Insecurities are part of growing. We could be out of it after a while or it could grow to be part of us. Insecurities come in many shapes. It could be mental, physical, emotional, or social. It could be gradual, sudden, or just lurking behind waiting to surface.



I am insecure in many things. The cause could be anything I didn't get when I was growing or something I didn't inherit from good genes. The cause might be triggered by something small or something great. It might had happened suddenly or I stumbled upon it in layers.



I don't consider myself good looking which is not really a big deal because I am not a ramp model. I starred in some stage productions but it was pure talent that brought me to the limelight. I was praised for my acting, serious or funny, and that was enough to bring accolades to my ears. I acted as an emcee in various events yet it wasn't the beauty of the face that I gave as a collateral but the persona in me, the ability to face a crowd and be natural.



I don't consider myself a genius which is not a problem because I don't intend be labelled nerdy (which I was tagged when I was in high school) or be a social outcast. In my years of study, I managed to be in the honour roll and consider myself bright when I finished three different areas of studies with flying colours. I was often asked by my professors to double a task when everyone were just given one. When they do a chapter of a book, mine was the entirety of the reading material. I was always challenged for they put their faith on me. They recognized my potentials and I did my job well.

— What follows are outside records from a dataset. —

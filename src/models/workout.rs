use chrono::{DateTime, Utc};
use serde::{Deserialize, Serialize};
use std::fmt;
use uuid::Uuid;

/// One logged set-group: weight x reps x sets at a given difficulty, for
/// one exercise, on one date.
///
/// `difficulty` is a 1-5 proxy for Rate of Perceived Exertion, shown to
/// the user as "RPE 6".."RPE 10".
#[derive(Debug, Clone, Serialize, Deserialize)]
#[serde(rename_all = "camelCase")]
pub struct WorkoutEntry {
    pub id: Uuid,
    pub exercise_id: Uuid,
    pub weight: f64,
    pub reps: u32,
    pub sets: u32,
    pub difficulty: u8,
    pub date: DateTime<Utc>,
}

impl WorkoutEntry {
    pub fn new(
        exercise_id: Uuid,
        weight: f64,
        reps: u32,
        sets: u32,
        difficulty: u8,
        date: DateTime<Utc>,
    ) -> Self {
        Self {
            id: Uuid::new_v4(),
            exercise_id,
            weight,
            reps,
            sets,
            difficulty,
            date,
        }
    }

    /// Training volume for this entry: weight x reps x sets.
    pub fn volume(&self) -> f64 {
        self.weight * f64::from(self.reps) * f64::from(self.sets)
    }

    /// Display label for the difficulty rating: 1-5 maps to "RPE 6".."RPE 10".
    pub fn rpe_label(&self) -> String {
        format!("RPE {}", u16::from(self.difficulty) + 5)
    }
}

impl fmt::Display for WorkoutEntry {
    fn fmt(&self, f: &mut fmt::Formatter<'_>) -> fmt::Result {
        write!(
            f,
            "{} x {} x {} @ {}",
            self.weight,
            self.reps,
            self.sets,
            self.rpe_label()
        )
    }
}
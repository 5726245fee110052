use std::fmt;

/// Identifies the active user data partition.
///
/// Exactly one partition is active at a time; switching identity switches
/// the partition wholesale. The anonymous partition holds data recorded
/// before any sign-in.
#[derive(Debug, Clone, PartialEq, Eq, Hash)]
pub enum PartitionId {
    Anonymous,
    User(String),
}

impl PartitionId {
    /// Key used for the anonymous partition's storage files.
    pub const ANONYMOUS: &'static str = "anonymous";

    /// Creates a user partition id.
    ///
    /// Partition ids become file-name components, so ids that could escape
    /// the data directory (or collide with the anonymous sentinel) are
    /// rejected.
    pub fn user(id: impl Into<String>) -> Result<Self, PartitionIdError> {
        let id = id.into();
        if id.is_empty()
            || id == Self::ANONYMOUS
            || id.contains('/')
            || id.contains('\\')
            || id.contains("..")
            || id.starts_with('.')
        {
            return Err(PartitionIdError::Invalid(id));
        }
        Ok(PartitionId::User(id))
    }

    pub fn as_str(&self) -> &str {
        match self {
            PartitionId::Anonymous => Self::ANONYMOUS,
            PartitionId::User(id) => id,
        }
    }

    /// Storage key for one entity namespace within this partition,
    /// e.g. `exercises-anonymous` or `workouts-u_42`.
    pub fn storage_key(&self, namespace: &str) -> String {
        format!("{}-{}", namespace, self.as_str())
    }
}

impl fmt::Display for PartitionId {
    fn fmt(&self, f: &mut fmt::Formatter<'_>) -> fmt::Result {
        write!(f, "{}", self.as_str())
    }
}

#[derive(Debug)]
pub enum PartitionIdError {
    Invalid(String),
}

impl fmt::Display for PartitionIdError {
    fn fmt(&self, f: &mut fmt::Formatter<'_>) -> fmt::Result {
        match self {
            PartitionIdError::Invalid(id) => write!(f, "Invalid partition id: '{}'", id),
        }
    }
}

impl std::error::Error for PartitionIdError {}

#[cfg(test)]
mod tests {
    use super::*;

    #[test]
    fn test_user_partition_valid() {
        assert!(PartitionId::user("u_42").is_ok());
        assert!(PartitionId::user("alice").is_ok());
        assert!(PartitionId::user("user-123").is_ok());
    }

    #[test]
    fn test_user_partition_invalid() {
        assert!(PartitionId::user("").is_err());
        assert!(PartitionId::user("../evil").is_err());
        assert!(PartitionId::user("foo/bar").is_err());
        assert!(PartitionId::user("foo\\bar").is_err());
        assert!(PartitionId::user(".hidden").is_err());
        assert!(PartitionId::user("anonymous").is_err());
    }

    #[test]
    fn test_storage_keys() {
        assert_eq!(
            PartitionId::Anonymous.storage_key("exercises"),
            "exercises-anonymous"
        );
        let user = PartitionId::user("u_42").unwrap();
        assert_eq!(user.storage_key("workouts"), "workouts-u_42");
    }

    #[test]
    fn test_display() {
        assert_eq!(PartitionId::Anonymous.to_string(), "anonymous");
        assert_eq!(PartitionId::user("alice").unwrap().to_string(), "alice");
    }
}
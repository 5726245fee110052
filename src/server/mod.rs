//! Server-side modules for the liftlog profile server.

pub mod storage;

pub use storage::{ProfileStorage, ProfileStorageError, StoredProfile};
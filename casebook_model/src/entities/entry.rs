//! Dated narrative entries shared by book chapters and journals.

use indexmap::IndexMap;
use serde::{Deserialize, Serialize};

use super::null_as_default;

/// Reader identifier -> interpretation text, in source order.
pub type Interpretations = IndexMap<String, String>;

/// Look up the interpretation written for `reader`, treating blank text as absent.
pub fn interpretation_for<'a>(interpretations: &'a Interpretations, reader: &str) -> Option<&'a str> {
    interpretations
        .get(reader)
        .map(String::as_str)
        .filter(|text| !text.is_empty())
}

/// One dated passage of a chapter or journal.
#[derive(Debug, Clone, Default, PartialEq, Serialize, Deserialize)]
pub struct Entry {
    #[serde(default, deserialize_with = "null_as_default")]
    pub date: String,

    #[serde(default, skip_serializing_if = "Option::is_none")]
    pub location: Option<String>,

    /// Free text; paragraphs are separated by blank lines.
    #[serde(default, deserialize_with = "null_as_default")]
    pub content: String,

    #[serde(default, deserialize_with = "null_as_default")]
    pub is_italic: bool,

    #[serde(
        default,
        deserialize_with = "null_as_default",
        skip_serializing_if = "IndexMap::is_empty"
    )]
    pub character_interpretations: Interpretations,
}

impl Entry {
    /// Create an entry with the given date and content.
    pub fn new(date: impl Into<String>, content: impl Into<String>) -> Self {
        Self {
            date: date.into(),
            content: content.into(),
            ..Default::default()
        }
    }

    /// Set the location.
    pub fn with_location(mut self, location: impl Into<String>) -> Self {
        self.location = Some(location.into());
        self
    }

    /// Mark the entry as set in italics.
    pub fn italic(mut self) -> Self {
        self.is_italic = true;
        self
    }

    /// Attach an interpretation for a reader.
    pub fn with_interpretation(mut self, reader: impl Into<String>, text: impl Into<String>) -> Self {
        self.character_interpretations.insert(reader.into(), text.into());
        self
    }

    /// The interpretation of this entry written for `reader`, if any.
    pub fn interpretation_for(&self, reader: &str) -> Option<&str> {
        interpretation_for(&self.character_interpretations, reader)
    }
}

#[cfg(test)]
mod tests {
    use super::*;

    #[test]
    fn test_entry_defaults() {
        let entry: Entry = serde_json::from_str(r#"{"date": "1890-03-05"}"#).unwrap();
        assert_eq!(entry.date, "1890-03-05");
        assert!(entry.location.is_none());
        assert!(entry.content.is_empty());
        assert!(!entry.is_italic);
        assert!(entry.character_interpretations.is_empty());
    }

    #[test]
    fn test_entry_null_fields() {
        let entry: Entry =
            serde_json::from_str(r#"{"date": null, "content": null, "is_italic": null}"#).unwrap();
        assert!(entry.date.is_empty());
        assert!(!entry.is_italic);
    }

    #[test]
    fn test_interpretation_lookup() {
        let entry = Entry::new("1890-03-05", "It rained.")
            .with_interpretation("detective", "The ink is smudged.")
            .with_interpretation("butler", "");

        assert_eq!(entry.interpretation_for("detective"), Some("The ink is smudged."));
        assert_eq!(entry.interpretation_for("butler"), None);
        assert_eq!(entry.interpretation_for("maid"), None);
    }
}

The insecurity I feel stems up from the outside world, the harsh reality of being brown. It's about colour and the demeaning comments upon my race rather than what I can bring to the table. I may not talk with a native English twang (of which I could easily do) or in convoluted sentences with unfamiliar words. I simply speak clear and deliver a well-caring attitude towards my vocation as a teacher. I am not presenting a colour but rather a person, a great teacher, a well-rounded individual. As one of the parents said, "I see not your colour but you as a teacher, a wonderful one indeed!"



Insecurities eat us up and destroy us, only if you let it ruin your day or your life. Rising from the battered words of unbelievers; I, on my own terms, show the opposite of what they throw to me. I give them high spirits. Lifting myself from the battleground of unnecessary comments, I even fight through, and show my unwavering faith to myself. Then as insecurities die down, or laid upon the corners, a new day unfolds. Just as the heavy rain battered the morning with thunder and lightning, it will come to a stop, and then a day begins anew.



So believe and live a beautiful life.